ÉDITORIAL. L’initiative des Jeunes socialistes sur les successions angoisse les milieux économiques. Bien intentionné mais dangereux, ce texte représente une belle opportunité de rappeler que la Suisse doit sa prospérité à un climat favorable à l’entrepreneuriat
Mais quelle mouche a piqué les organisations faîtières de l’économie suisse? Alors que la campagne en vue des votations du 28 septembre bat son plein, voilà qu’elles brouillent les cartes en scandant tout le mal qu’elles pensent d’un objet qui sera soumis au peuple… fin novembre.
La source de leurs inquiétudes? L’initiative dite «de l’avenir», qui veut une imposition de 50% sur les successions et les donations de plus de 50 millions de francs. L’argent ainsi prélevé serait alloué à des projets climatiques. Lancé par les Jeunes socialistes, le texte est rapidement devenu la hantise des milieux économiques. Lundi, quatre patrons de PME sont venus expliquer aux médias en quoi, à leurs yeux, cette proposition représente un grave danger pour la pérennité de nombreuses entreprises.
Le mythe du riche patron de PME…
Aussi bien intentionné qu’il puisse être, le texte trahit une méconnaissance de ce qui fait la valeur d’une société, arguent ces entrepreneurs, rappelant que beaucoup d’actifs ne sont pas monétaires, tels des brevets ou un parc de machines. Ils ne peuvent donc pas être utilisés sous forme de liquidités à l’heure de la transmission de l’entreprise.
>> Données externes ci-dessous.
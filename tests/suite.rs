use tokio::task::LocalSet;
use weakrefs_conformance::{
    config::HostConfig,
    harness::{gc_of, gc_of_raw, observer_for, timeout_canceller},
    heap::Heap,
    probe::Capabilities,
    registry::Implementation,
    suite::{run_suite, SuiteOptions},
    Error,
};

fn caps_with(native: bool, stub: bool, shim: bool) -> Capabilities {
    Capabilities {
        gc_available: true,
        native_available: native,
        stub_available: stub,
        shim_available: shim,
    }
}

#[tokio::test]
async fn every_implementation_passes_the_suite() {
    LocalSet::new()
        .run_until(async {
            for implementation in Implementation::ALL {
                let heap = Heap::default();
                let gc = heap.gc_trigger().unwrap();
                let outcomes = run_suite(&heap, gc, implementation, &SuiteOptions::default())
                    .await
                    .unwrap();

                assert_eq!(outcomes.len(), 7);
                for outcome in outcomes {
                    assert!(outcome.passed, "{implementation}: {}", outcome.name);
                }
            }
        })
        .await;
}

#[tokio::test]
async fn aggressive_suite_passes_on_generational_host() {
    LocalSet::new()
        .run_until(async {
            let heap = Heap::new(HostConfig::default().with_survivor_passes(3));
            let gc = heap.gc_trigger().unwrap();
            let options = SuiteOptions {
                timeout_ms: 200,
                aggressive: true,
                max_passes: None,
            };

            let outcomes = run_suite(&heap, gc, Implementation::Native, &options)
                .await
                .unwrap();
            assert!(outcomes.iter().all(|o| o.passed), "{outcomes:?}");
        })
        .await;
}

#[tokio::test]
async fn factories_pick_implementations_in_order() {
    LocalSet::new()
        .run_until(async {
            let heap = Heap::default();

            let raw = gc_of_raw(&heap, &caps_with(false, true, true)).unwrap().unwrap();
            assert_eq!(raw.implementation(), Implementation::Stub);

            let any = gc_of(&heap, &caps_with(false, true, true)).unwrap().unwrap();
            assert_eq!(any.implementation(), Implementation::Shim);

            assert!(any.observe(None, Some(timeout_canceller(50))).await.unwrap());
        })
        .await;
}

#[test]
fn factories_skip_hosts_without_gc_or_weakrefs() {
    let heap = Heap::default();
    let no_gc = Capabilities {
        gc_available: false,
        ..caps_with(true, true, true)
    };

    assert!(gc_of(&heap, &no_gc).unwrap().is_none());
    assert!(gc_of_raw(&heap, &no_gc).unwrap().is_none());
    assert!(gc_of_raw(&heap, &caps_with(false, false, false)).unwrap().is_none());
}

#[test]
fn explicit_selection_reports_unavailable_implementations() {
    let heap = Heap::default();
    let caps = caps_with(false, true, true);

    assert!(matches!(
        observer_for(&heap, &caps, Implementation::Native, false),
        Err(Error::ImplementationDisabled(Implementation::Native))
    ));
    assert!(matches!(
        observer_for(
            &heap,
            &Capabilities {
                gc_available: false,
                ..caps
            },
            Implementation::Stub,
            false
        ),
        Err(Error::GcUnavailable)
    ));
    assert_eq!(
        caps_with(false, false, false).select(),
        Err(Error::ImplementationNotAvailable)
    );
}

#[test]
fn hidden_gc_trigger_is_not_handed_out() {
    let config = HostConfig {
        expose_gc: false,
        ..HostConfig::default()
    };
    let caps = Capabilities::probe(&config);
    let heap = Heap::new(config);

    assert!(heap.gc_trigger().is_none());
    assert!(!caps.gc_available);
}
use crate::registry::Implementation;
use thiserror::Error;

#[derive(Debug, Error, Clone, PartialEq)]
pub enum Error {
    #[error("Implementation not available")]
    ImplementationNotAvailable,
    #[error("Implementation {0} is not available on this host")]
    ImplementationDisabled(Implementation),
    #[error("Host does not expose a manual GC trigger")]
    GcUnavailable,
    #[error("Object belongs to a different heap")]
    ForeignObject,
    #[error("Invalid configuration: {0}")]
    InvalidConfig(String),
    #[error("Runtime error: {0}")]
    Runtime(String),
}

pub type Result<T, E = Error> = std::result::Result<T, E>;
Par son enjeu, cette votation n’est pas sans rappeler la réforme de l’imposition de l’outil de travail, sèchement rejetée l’an dernier par la population genevoise, même si elle s’attaquait à un problème, largement reconnu, rencontré par les PME du canton. Un exemple parmi d’autres pour rappeler qu’aujourd’hui il ne suffit plus de dire à la population que ce qui est bon pour l’économie l’est aussi pour elle, afin d’obtenir un blanc-seing dans les urnes.
… et celui du miracle helvétique
Impossible de présager à ce stade le sort que les électeurs réserveront à ce texte. Il représente en tout cas une excellente occasion pour marteler que le tant admiré modèle suisse ne tombe pas du ciel. La Suisse d’aujourd’hui récolte dans une large mesure les fruits d’initiatives et d’efforts entrepris par les générations précédentes, une réalité que certains préfèrent occulter.
Alors que le monde se crispe et que l’urgence climatique se fait sentir au quotidien, il est en effet tentant de vouloir faire les poches des «nantis». S’en prendre à des acteurs qui luttent au quotidien pour offrir des emplois et générer de la valeur envoie toutefois un énième signal dangereux, signifiant aux entrepreneurs qu’ils ne sont plus les bienvenus dans notre pays.
S’ils venaient à démissionner en masse, beaucoup découvriraient avec surprise qu’avant de distribuer de l’argent il s’agit de créer de la richesse. Enoncée sur papier, cette évidence peut sonner creux. Si la Suisse devait l’expérimenter dans sa chair, elle prendrait un visage bien plus douloureux: celui d’une société en déclin économique.